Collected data
+ + + + + + +
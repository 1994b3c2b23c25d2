//! rlzip CLI - a pure-Rust lzip (.lz) compressor/decompressor
//!
//! A drop-in command-line tool compatible with the lzip ecosystem:
//! compressing, decompressing, testing, and listing `.lz` members.

mod commands;
mod error;
mod utils;

use clap::{CommandFactory, Parser, Subcommand, ValueEnum};
use clap_complete::{Shell, generate};
use commands::{cmd_compress, cmd_decompress, cmd_list, cmd_test};
use rlzip_format::stream::TrailingDataPolicy;
use std::io;
use std::path::PathBuf;

#[derive(Parser)]
#[command(name = "rlzip")]
#[command(author, version, about = "Pure Rust lzip (.lz) compressor/decompressor")]
#[command(long_about = "
rlzip is a Pure Rust implementation of the lzip (.lz) compressed file
format: a CRC-checked container around an LZMA stream.

Examples:
  rlzip compress file.txt
  rlzip compress -9 -o out.lz file.txt
  rlzip compress -c file.txt > file.txt.lz
  rlzip decompress file.txt.lz
  rlzip test archive.lz
  rlzip list --verbose archive.lz
")]
struct Cli {
    #[command(subcommand)]
    command: Commands,
}

#[derive(Subcommand)]
enum Commands {
    /// Compress files into lzip (.lz) members
    #[command(alias = "c")]
    Compress {
        /// Files to compress (use "-" for stdin)
        files: Vec<PathBuf>,

        /// Output file (only valid with a single input file)
        #[arg(short, long)]
        output: Option<PathBuf>,

        /// Write the compressed stream to stdout instead of a file
        #[arg(short = 'c', long = "stdout")]
        to_stdout: bool,

        /// Compression level, 0 (fastest) to 9 (best)
        #[arg(short = 'L', long, default_value_t = 6, value_parser = clap::value_parser!(u8).range(0..=9))]
        level: u8,

        /// Upper bound, in bytes, on each member's uncompressed data; 0 means
        /// unbounded (a single member for the whole input)
        #[arg(short = 'b', long = "member-size", default_value_t = 0)]
        member_size: u64,

        /// Keep (don't delete) the input files after compression
        #[arg(short, long)]
        keep: bool,

        /// Overwrite existing output files without prompting
        #[arg(short, long)]
        force: bool,

        /// Show per-file compression statistics
        #[arg(short, long)]
        verbose: bool,
    },

    /// Decompress lzip (.lz) members
    #[command(alias = "d")]
    Decompress {
        /// Files to decompress (use "-" for stdin)
        files: Vec<PathBuf>,

        /// Output file (only valid with a single input file)
        #[arg(short, long)]
        output: Option<PathBuf>,

        /// Write the decompressed data to stdout instead of a file
        #[arg(short = 'c', long = "stdout")]
        to_stdout: bool,

        /// Keep (don't delete) the input files after decompression
        #[arg(short, long)]
        keep: bool,

        /// Overwrite existing output files without prompting
        #[arg(short, long)]
        force: bool,

        /// Show per-file decompression statistics
        #[arg(short, long)]
        verbose: bool,

        /// How to react to bytes after the last valid member
        #[arg(long, value_enum, default_value_t = TrailingPolicyArg::Strict)]
        trailing: TrailingPolicyArg,
    },

    /// Test the integrity of lzip members without writing output
    #[command(alias = "t")]
    Test {
        /// Files to test
        files: Vec<PathBuf>,

        /// Show a result line for every file
        #[arg(short, long)]
        verbose: bool,
    },

    /// List the members of one or more lzip files
    #[command(alias = "l")]
    List {
        /// Files to list
        files: Vec<PathBuf>,

        /// Show a line per member, not just a per-file summary
        #[arg(short, long)]
        verbose: bool,

        /// Output as JSON (machine-readable)
        #[arg(short, long)]
        json: bool,
    },

    /// Generate shell completion scripts
    #[command(hide = true)]
    Completion {
        /// Shell to generate completions for
        #[arg(value_enum)]
        shell: Shell,
    },
}

/// Trailing-data policy (for clap `ValueEnum`); mirrors
/// [`TrailingDataPolicy`] one-for-one.
#[derive(Debug, Clone, Copy, PartialEq, Eq, ValueEnum, Default)]
enum TrailingPolicyArg {
    /// Any trailing non-member data is an error.
    #[default]
    Strict,
    /// Silently stop at the first non-member bytes.
    Ignore,
    /// Accept a magic-like prefix without error.
    Loose,
}

impl From<TrailingPolicyArg> for TrailingDataPolicy {
    fn from(arg: TrailingPolicyArg) -> Self {
        match arg {
            TrailingPolicyArg::Strict => TrailingDataPolicy::Strict,
            TrailingPolicyArg::Ignore => TrailingDataPolicy::Ignore,
            TrailingPolicyArg::Loose => TrailingDataPolicy::Loose,
        }
    }
}

fn main() {
    let cli = Cli::parse();

    let result = match cli.command {
        Commands::Compress {
            files,
            output,
            to_stdout,
            level,
            member_size,
            keep,
            force,
            verbose,
        } => cmd_compress(
            &files,
            output.as_deref(),
            to_stdout,
            level,
            member_size,
            keep,
            force,
            verbose,
        ),
        Commands::Decompress {
            files,
            output,
            to_stdout,
            keep,
            force,
            verbose,
            trailing,
        } => cmd_decompress(
            &files,
            output.as_deref(),
            to_stdout,
            keep,
            force,
            verbose,
            trailing.into(),
        ),
        Commands::Test { files, verbose } => cmd_test(&files, verbose),
        Commands::List {
            files,
            verbose,
            json,
        } => cmd_list(&files, verbose, json),
        Commands::Completion { shell } => {
            let mut cmd = Cli::command();
            generate(shell, &mut cmd, "rlzip", &mut io::stdout());
            return;
        }
    };

    if let Err(e) = result {
        eprintln!("rlzip: {e}");
        std::process::exit(e.exit_code());
    }
}
//! List command implementation: summarize the members of one or more lzip
//! files without extracting their contents (mirrors lzip's `-l`).

use crate::error::Result;
use crate::utils::{format_ratio, format_size};
use rlzip_format::MemberInfo;
use rlzip_format::stream::{TrailingDataPolicy, decode_stream};
use serde::Serialize;
use std::io::Cursor;
use std::path::PathBuf;

/// JSON-serializable summary of one member within a listed file.
#[derive(Debug, Serialize)]
struct MemberJson {
    data_size: u64,
    member_size: u64,
    data_crc: u32,
    dict_size: u32,
}

impl MemberJson {
    fn from_info(info: &MemberInfo) -> Self {
        Self {
            data_size: info.data_size,
            member_size: info.member_size,
            data_crc: info.data_crc,
            dict_size: info.header.dict_size,
        }
    }
}

/// JSON-serializable summary of one listed file.
#[derive(Debug, Serialize)]
struct FileJson {
    file: String,
    compressed_size: u64,
    members: Vec<MemberJson>,
}

pub fn cmd_list(files: &[PathBuf], verbose: bool, json: bool) -> Result<()> {
    if files.is_empty() {
        return Err("no input files given".into());
    }

    let mut listings = Vec::with_capacity(files.len());
    for file in files {
        let compressed = std::fs::read(file)?;
        let mut sink = std::io::sink();
        let infos = decode_stream(Cursor::new(&compressed), &mut sink, TrailingDataPolicy::Ignore)?;
        listings.push((file.clone(), compressed.len() as u64, infos));
    }

    if json {
        let output: Vec<FileJson> = listings
            .iter()
            .map(|(file, compressed_size, infos)| FileJson {
                file: file.display().to_string(),
                compressed_size: *compressed_size,
                members: infos.iter().map(MemberJson::from_info).collect(),
            })
            .collect();
        println!("{}", serde_json::to_string_pretty(&output)?);
        return Ok(());
    }

    let mut grand_compressed = 0u64;
    let mut grand_data = 0u64;

    for (file, compressed_size, infos) in &listings {
        println!("{}", file.display());
        if verbose {
            println!(
                "{:>12} {:>12} {:>7} {:>10}  member",
                "data size", "comp. size", "ratio", "dict size"
            );
            for (i, info) in infos.iter().enumerate() {
                println!(
                    "{:>12} {:>12} {:>7} {:>10}  #{} (crc {:#010x})",
                    info.data_size,
                    info.member_size,
                    format_ratio(info.data_size, info.member_size),
                    format_size(info.header.dict_size as u64),
                    i + 1,
                    info.data_crc,
                );
            }
        }

        let data_size: u64 = infos.iter().map(|m| m.data_size).sum();
        println!(
            "  {} member{}, {} -> {} ({})",
            infos.len(),
            if infos.len() == 1 { "" } else { "s" },
            format_size(data_size),
            format_size(*compressed_size),
            format_ratio(data_size, *compressed_size)
        );

        grand_compressed += compressed_size;
        grand_data += data_size;
    }

    if listings.len() > 1 {
        println!();
        println!(
            "total: {} -> {} ({})",
            format_size(grand_data),
            format_size(grand_compressed),
            format_ratio(grand_data, grand_compressed)
        );
    }

    Ok(())
}

#[cfg(test)]
mod tests {
    use super::*;
    use rlzip_core::CompressionLevel;
    use rlzip_format::stream::encode_stream;
    use rlzip_lzma::EncoderOptions;

    #[test]
    fn test_list_reports_member_sizes() {
        let opts = EncoderOptions::from_level(CompressionLevel::DEFAULT);
        let data = b"hello\n".to_vec();
        let mut compressed = Vec::new();
        let written = encode_stream(&data, &opts, 0, &mut compressed).unwrap();

        let mut sink = std::io::sink();
        let infos =
            decode_stream(Cursor::new(&compressed), &mut sink, TrailingDataPolicy::Strict)
                .unwrap();
        assert_eq!(infos, written);
    }

    #[test]
    fn test_json_output_escapes_control_bytes_in_filename() {
        let file = FileJson {
            file: "weird\u{7}name.lz".to_string(),
            compressed_size: 42,
            members: vec![MemberJson {
                data_size: 10,
                member_size: 42,
                data_crc: 0xdead_beef,
                dict_size: 1 << 20,
            }],
        };
        let json = serde_json::to_string_pretty(&file).unwrap();
        assert!(json.contains("\\u0007"));
        assert!(serde_json::from_str::<serde_json::Value>(&json).is_ok());
    }
}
+ + + + + + +
Among the lines of the data, which ones contain the word "after"? Show them.

        /// Keep (don't delete) the input files after compression
        /// Keep (don't delete) the input files after decompression
        /// How to react to bytes after the last valid member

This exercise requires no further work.